WORK TASK>
Where does the word "libs" appear in the data? Copy every line that holds it.

START INPUT MATERIAL

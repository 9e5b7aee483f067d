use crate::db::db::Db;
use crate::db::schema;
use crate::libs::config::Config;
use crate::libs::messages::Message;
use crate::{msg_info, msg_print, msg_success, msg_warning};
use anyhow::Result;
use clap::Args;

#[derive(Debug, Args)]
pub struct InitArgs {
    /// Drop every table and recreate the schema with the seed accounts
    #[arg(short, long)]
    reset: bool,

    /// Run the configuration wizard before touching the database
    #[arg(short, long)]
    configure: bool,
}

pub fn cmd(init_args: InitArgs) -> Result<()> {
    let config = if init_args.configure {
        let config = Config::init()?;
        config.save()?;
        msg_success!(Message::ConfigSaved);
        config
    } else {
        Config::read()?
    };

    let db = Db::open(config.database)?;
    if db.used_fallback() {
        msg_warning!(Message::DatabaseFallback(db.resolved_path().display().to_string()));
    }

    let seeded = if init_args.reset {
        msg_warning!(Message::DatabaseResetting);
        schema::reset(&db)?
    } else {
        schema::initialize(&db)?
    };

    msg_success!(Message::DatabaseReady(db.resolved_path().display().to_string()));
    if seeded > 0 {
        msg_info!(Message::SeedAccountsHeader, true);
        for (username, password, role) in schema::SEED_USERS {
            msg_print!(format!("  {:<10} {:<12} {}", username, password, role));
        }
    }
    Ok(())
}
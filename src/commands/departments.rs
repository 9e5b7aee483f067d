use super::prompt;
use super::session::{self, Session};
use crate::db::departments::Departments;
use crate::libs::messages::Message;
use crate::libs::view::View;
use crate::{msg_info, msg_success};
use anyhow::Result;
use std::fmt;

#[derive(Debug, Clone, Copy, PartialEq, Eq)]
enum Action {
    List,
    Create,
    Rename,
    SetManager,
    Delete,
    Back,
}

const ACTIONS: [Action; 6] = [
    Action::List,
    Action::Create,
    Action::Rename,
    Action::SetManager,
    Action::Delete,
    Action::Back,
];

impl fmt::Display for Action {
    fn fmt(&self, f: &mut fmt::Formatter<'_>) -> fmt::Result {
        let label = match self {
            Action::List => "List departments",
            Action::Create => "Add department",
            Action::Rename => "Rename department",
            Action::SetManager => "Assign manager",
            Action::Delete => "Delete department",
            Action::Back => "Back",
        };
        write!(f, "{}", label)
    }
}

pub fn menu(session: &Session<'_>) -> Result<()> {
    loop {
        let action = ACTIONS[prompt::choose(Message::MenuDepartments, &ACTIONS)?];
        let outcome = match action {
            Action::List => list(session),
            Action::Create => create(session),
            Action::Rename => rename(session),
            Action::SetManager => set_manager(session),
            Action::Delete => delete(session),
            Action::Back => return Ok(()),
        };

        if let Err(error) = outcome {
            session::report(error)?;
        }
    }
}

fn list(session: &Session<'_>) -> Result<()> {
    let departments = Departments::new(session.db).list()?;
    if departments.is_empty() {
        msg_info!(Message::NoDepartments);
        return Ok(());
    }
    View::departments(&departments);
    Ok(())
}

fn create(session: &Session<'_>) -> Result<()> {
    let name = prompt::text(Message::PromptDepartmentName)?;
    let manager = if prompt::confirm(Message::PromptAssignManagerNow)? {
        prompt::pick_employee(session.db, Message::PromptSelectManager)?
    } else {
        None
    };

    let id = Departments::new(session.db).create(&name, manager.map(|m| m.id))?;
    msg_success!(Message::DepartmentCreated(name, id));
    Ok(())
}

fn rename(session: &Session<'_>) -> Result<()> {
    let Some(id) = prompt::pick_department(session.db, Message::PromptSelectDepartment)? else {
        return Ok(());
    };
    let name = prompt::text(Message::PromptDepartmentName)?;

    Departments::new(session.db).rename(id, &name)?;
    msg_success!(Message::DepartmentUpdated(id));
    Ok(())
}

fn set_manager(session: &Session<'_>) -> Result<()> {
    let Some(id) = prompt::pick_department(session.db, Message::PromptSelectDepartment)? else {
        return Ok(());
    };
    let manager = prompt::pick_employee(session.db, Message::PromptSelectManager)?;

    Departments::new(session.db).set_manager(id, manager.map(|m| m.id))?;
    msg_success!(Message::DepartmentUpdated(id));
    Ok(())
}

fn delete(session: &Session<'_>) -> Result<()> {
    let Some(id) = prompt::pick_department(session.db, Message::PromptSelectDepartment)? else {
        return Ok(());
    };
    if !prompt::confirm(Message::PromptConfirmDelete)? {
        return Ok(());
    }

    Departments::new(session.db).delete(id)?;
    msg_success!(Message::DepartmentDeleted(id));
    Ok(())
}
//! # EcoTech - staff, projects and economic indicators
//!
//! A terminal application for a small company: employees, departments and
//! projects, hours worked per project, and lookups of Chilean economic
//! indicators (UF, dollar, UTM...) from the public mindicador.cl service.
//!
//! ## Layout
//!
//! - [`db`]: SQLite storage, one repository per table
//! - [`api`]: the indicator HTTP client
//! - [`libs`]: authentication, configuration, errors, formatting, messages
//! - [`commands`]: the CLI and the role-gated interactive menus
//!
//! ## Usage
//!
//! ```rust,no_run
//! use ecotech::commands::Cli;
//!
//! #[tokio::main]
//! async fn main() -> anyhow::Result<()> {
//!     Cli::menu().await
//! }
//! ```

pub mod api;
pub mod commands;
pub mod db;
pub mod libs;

END INPUT MATERIAL
START INPUT MATERIAL

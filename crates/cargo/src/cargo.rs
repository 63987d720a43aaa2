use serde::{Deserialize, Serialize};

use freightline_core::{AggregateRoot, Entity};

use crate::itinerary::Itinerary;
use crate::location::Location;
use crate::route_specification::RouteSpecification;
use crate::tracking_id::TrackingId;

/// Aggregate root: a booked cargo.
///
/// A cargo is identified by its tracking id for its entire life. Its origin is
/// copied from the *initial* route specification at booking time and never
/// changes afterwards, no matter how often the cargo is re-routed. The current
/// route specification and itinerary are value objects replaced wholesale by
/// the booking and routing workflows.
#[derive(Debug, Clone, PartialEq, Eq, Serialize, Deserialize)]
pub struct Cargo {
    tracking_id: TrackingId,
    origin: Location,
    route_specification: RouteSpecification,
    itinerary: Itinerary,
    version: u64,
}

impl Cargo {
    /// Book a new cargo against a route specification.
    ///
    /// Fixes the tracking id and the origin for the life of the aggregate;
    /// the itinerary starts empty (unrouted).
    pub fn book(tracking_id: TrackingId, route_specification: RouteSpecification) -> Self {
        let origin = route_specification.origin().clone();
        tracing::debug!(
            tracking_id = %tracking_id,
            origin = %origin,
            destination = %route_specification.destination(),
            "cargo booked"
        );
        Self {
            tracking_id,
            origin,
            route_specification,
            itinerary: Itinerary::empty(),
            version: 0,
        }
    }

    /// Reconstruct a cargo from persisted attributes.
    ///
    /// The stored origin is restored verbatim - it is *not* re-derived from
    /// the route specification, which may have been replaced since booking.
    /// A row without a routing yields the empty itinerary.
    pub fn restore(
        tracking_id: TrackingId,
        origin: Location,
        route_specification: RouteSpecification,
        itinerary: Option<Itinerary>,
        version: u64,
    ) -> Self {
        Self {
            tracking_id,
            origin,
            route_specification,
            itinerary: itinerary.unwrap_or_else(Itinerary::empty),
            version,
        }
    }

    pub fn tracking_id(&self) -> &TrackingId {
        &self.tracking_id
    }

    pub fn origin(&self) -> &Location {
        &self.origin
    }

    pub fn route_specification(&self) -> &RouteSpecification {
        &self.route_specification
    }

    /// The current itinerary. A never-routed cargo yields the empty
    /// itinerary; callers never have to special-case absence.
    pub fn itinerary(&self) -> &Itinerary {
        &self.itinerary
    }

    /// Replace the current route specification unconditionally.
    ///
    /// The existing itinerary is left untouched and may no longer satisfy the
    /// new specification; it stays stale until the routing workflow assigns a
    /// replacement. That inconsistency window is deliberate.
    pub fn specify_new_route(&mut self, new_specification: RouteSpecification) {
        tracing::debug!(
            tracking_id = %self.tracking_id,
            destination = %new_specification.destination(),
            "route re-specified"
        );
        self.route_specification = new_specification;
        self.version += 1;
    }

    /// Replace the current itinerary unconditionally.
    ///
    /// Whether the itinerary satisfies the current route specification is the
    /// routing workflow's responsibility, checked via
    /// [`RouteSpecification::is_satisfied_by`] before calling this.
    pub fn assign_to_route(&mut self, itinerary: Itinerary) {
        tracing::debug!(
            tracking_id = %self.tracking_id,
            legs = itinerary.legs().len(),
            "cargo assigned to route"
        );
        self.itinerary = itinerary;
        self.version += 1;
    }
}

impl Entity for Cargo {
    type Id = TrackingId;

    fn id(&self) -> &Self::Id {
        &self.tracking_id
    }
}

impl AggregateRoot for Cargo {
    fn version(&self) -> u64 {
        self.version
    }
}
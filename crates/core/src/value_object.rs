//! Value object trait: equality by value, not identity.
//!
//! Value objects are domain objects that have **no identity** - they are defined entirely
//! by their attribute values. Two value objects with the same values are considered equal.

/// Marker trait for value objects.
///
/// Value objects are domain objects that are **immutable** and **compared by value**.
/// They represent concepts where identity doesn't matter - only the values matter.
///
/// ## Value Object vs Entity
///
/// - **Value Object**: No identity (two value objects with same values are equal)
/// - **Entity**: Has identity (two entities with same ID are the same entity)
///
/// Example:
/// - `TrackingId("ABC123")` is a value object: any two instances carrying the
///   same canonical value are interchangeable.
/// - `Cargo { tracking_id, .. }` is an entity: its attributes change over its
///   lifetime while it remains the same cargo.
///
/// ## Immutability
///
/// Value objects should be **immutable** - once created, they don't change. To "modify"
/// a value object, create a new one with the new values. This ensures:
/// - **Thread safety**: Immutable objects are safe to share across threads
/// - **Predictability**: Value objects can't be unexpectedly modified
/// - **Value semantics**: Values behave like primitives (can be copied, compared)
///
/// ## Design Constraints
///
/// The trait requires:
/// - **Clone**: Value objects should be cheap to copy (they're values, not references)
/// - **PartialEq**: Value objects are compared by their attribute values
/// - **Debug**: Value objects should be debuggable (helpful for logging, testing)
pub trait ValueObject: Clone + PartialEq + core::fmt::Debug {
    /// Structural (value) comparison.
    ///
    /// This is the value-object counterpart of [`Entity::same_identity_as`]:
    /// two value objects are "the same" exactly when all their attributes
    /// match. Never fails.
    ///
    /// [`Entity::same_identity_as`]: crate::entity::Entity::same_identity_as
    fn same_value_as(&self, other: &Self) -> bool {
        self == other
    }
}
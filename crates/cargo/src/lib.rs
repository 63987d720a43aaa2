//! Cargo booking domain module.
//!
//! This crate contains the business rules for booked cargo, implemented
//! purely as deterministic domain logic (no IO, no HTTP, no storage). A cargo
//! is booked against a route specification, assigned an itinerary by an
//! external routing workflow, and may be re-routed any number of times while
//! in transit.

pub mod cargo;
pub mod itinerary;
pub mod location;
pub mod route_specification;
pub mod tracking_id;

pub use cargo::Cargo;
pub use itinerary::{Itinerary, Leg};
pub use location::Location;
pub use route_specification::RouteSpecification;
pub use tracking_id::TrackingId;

END INPUT MATERIAL
START INPUT MATERIAL

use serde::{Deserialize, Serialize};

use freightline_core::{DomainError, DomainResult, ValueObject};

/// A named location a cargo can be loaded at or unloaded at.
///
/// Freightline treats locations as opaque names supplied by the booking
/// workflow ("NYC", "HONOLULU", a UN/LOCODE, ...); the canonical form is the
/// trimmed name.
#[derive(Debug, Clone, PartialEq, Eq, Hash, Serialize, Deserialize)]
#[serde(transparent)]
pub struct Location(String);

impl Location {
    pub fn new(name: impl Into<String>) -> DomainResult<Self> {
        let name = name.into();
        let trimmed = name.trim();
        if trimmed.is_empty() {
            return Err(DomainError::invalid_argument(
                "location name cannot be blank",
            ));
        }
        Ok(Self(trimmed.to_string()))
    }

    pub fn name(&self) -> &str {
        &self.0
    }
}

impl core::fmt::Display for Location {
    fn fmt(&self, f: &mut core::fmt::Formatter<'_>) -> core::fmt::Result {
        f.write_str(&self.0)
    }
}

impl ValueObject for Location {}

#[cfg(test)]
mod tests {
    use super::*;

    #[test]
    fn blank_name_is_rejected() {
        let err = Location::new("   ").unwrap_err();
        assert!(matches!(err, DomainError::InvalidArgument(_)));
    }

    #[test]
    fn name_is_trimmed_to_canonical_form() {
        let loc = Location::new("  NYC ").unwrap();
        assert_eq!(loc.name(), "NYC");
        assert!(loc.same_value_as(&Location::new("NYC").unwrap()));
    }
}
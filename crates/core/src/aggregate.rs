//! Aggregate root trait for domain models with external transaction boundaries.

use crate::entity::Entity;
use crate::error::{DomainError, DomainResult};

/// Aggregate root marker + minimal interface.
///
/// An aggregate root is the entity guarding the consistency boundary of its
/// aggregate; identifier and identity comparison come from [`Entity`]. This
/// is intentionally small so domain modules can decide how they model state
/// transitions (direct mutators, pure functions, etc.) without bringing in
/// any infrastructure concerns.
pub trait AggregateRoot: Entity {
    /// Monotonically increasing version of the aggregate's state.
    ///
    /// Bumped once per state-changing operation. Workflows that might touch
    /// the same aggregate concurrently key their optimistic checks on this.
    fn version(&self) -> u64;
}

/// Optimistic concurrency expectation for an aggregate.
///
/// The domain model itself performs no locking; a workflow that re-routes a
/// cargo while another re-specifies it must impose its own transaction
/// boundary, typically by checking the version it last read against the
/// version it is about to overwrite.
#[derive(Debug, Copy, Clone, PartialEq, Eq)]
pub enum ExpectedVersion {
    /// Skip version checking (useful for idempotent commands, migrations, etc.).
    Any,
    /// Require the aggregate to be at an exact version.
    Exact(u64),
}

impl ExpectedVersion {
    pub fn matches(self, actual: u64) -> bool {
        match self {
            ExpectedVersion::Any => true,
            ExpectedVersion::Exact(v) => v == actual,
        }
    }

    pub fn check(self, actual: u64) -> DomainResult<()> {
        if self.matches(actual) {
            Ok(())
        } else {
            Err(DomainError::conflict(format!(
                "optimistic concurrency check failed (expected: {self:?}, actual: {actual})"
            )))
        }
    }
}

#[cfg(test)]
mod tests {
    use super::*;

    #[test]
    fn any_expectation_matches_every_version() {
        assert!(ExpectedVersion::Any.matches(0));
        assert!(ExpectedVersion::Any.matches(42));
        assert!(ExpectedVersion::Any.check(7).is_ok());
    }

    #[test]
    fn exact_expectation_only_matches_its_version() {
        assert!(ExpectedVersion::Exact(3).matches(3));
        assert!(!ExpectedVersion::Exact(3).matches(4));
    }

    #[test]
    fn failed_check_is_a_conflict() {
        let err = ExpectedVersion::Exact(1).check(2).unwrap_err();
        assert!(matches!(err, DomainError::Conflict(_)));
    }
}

END INPUT MATERIAL

EXERCISE ANSWER>
use crate::libs::config::Config;
use crate::libs::messages::Message;
use crate::libs::messages::Message;
use crate::libs::view::View;
//! - [`libs`]: authentication, configuration, errors, formatting, messages
pub mod libs;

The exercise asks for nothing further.